(Saved data entries)

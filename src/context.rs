use chrono::{DateTime, Local, NaiveDate};

use crate::calendar::{MonthCursor, MonthRef};
use crate::grid::{month_grid, GridCell};
use crate::notes::{Note, NoteId, NoteStore};

/// Shared state of the picker: the authoritative selected date, the month
/// being browsed and the note store.
///
/// `select` is the only write path for the selection; everything else
/// reads it. The shown month moves on its own through the cursor and is
/// recentered only where explicitly wired (`select_cell`, `select_today`).
pub struct Context {
    selected: NaiveDate,
    cursor: MonthCursor,
    notes: NoteStore,
    now: DateTime<Local>,
    pub notelist_index: usize,
}

impl Context {
    pub fn new(selected: NaiveDate) -> Self {
        Context {
            selected,
            cursor: MonthCursor::new(selected),
            notes: NoteStore::new(),
            now: Local::now(),
            notelist_index: 0,
        }
    }

    pub fn selected_date(&self) -> NaiveDate {
        self.selected
    }

    pub fn shown_month(&self) -> MonthRef {
        self.cursor.shown()
    }

    pub fn today(&self) -> NaiveDate {
        self.now.date_naive()
    }

    /// Refreshes the cached clock; called on every tick.
    pub fn update(&mut self) {
        self.now = Local::now();
    }

    /// Replaces the selection unconditionally. Any date is selectable;
    /// the shown month stays where it is.
    pub fn select(&mut self, date: NaiveDate) {
        self.selected = date;
        self.notelist_index = 0;
    }

    /// Selects a grid cell. Picking a leading/trailing cell of an
    /// adjacent month also recenters the shown month on it.
    pub fn select_cell(&mut self, cell: &GridCell) {
        self.select(cell.date);
        if !cell.in_month {
            self.cursor.reset_to_selection(cell.date);
        }
    }

    /// Jumps to today: selects today's date and recenters the shown
    /// month on it. Use `reset_shown` for a recenter without moving the
    /// selection.
    pub fn select_today(&mut self) {
        let today = self.today();
        self.select(today);
        self.cursor.reset_to_selection(today);
    }

    pub fn navigate_months(&mut self, delta: i32) {
        self.cursor.navigate(delta);
    }

    pub fn reset_shown(&mut self) {
        self.cursor.reset_to_selection(self.selected);
    }

    /// The cells of the shown month, recomputed from the current state.
    pub fn grid(&self) -> Vec<GridCell> {
        month_grid(self.cursor.shown(), self.selected)
    }

    /// Adds a note for the selected day. Blank text adds nothing.
    pub fn add_note(&mut self, description: &str) -> Option<NoteId> {
        self.notes.add(description, self.selected)
    }

    pub fn remove_note(&mut self, id: NoteId) {
        self.notes.remove(id);
        let count = self.visible_notes().len();
        self.notelist_index = self.notelist_index.min(count.saturating_sub(1));
    }

    /// The selected day's notes, most recently added first.
    pub fn visible_notes(&self) -> Vec<&Note> {
        self.notes.notes_of_day(&self.selected).collect()
    }
}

Problem to work on - "NaiveDate" is the word to look for; copy every line of the data that has it.

Expected answer -
use chrono::{DateTime, Local, NaiveDate};
    selected: NaiveDate,
    pub fn new(selected: NaiveDate) -> Self {
    pub fn selected_date(&self) -> NaiveDate {
    pub fn today(&self) -> NaiveDate {
    pub fn select(&mut self, date: NaiveDate) {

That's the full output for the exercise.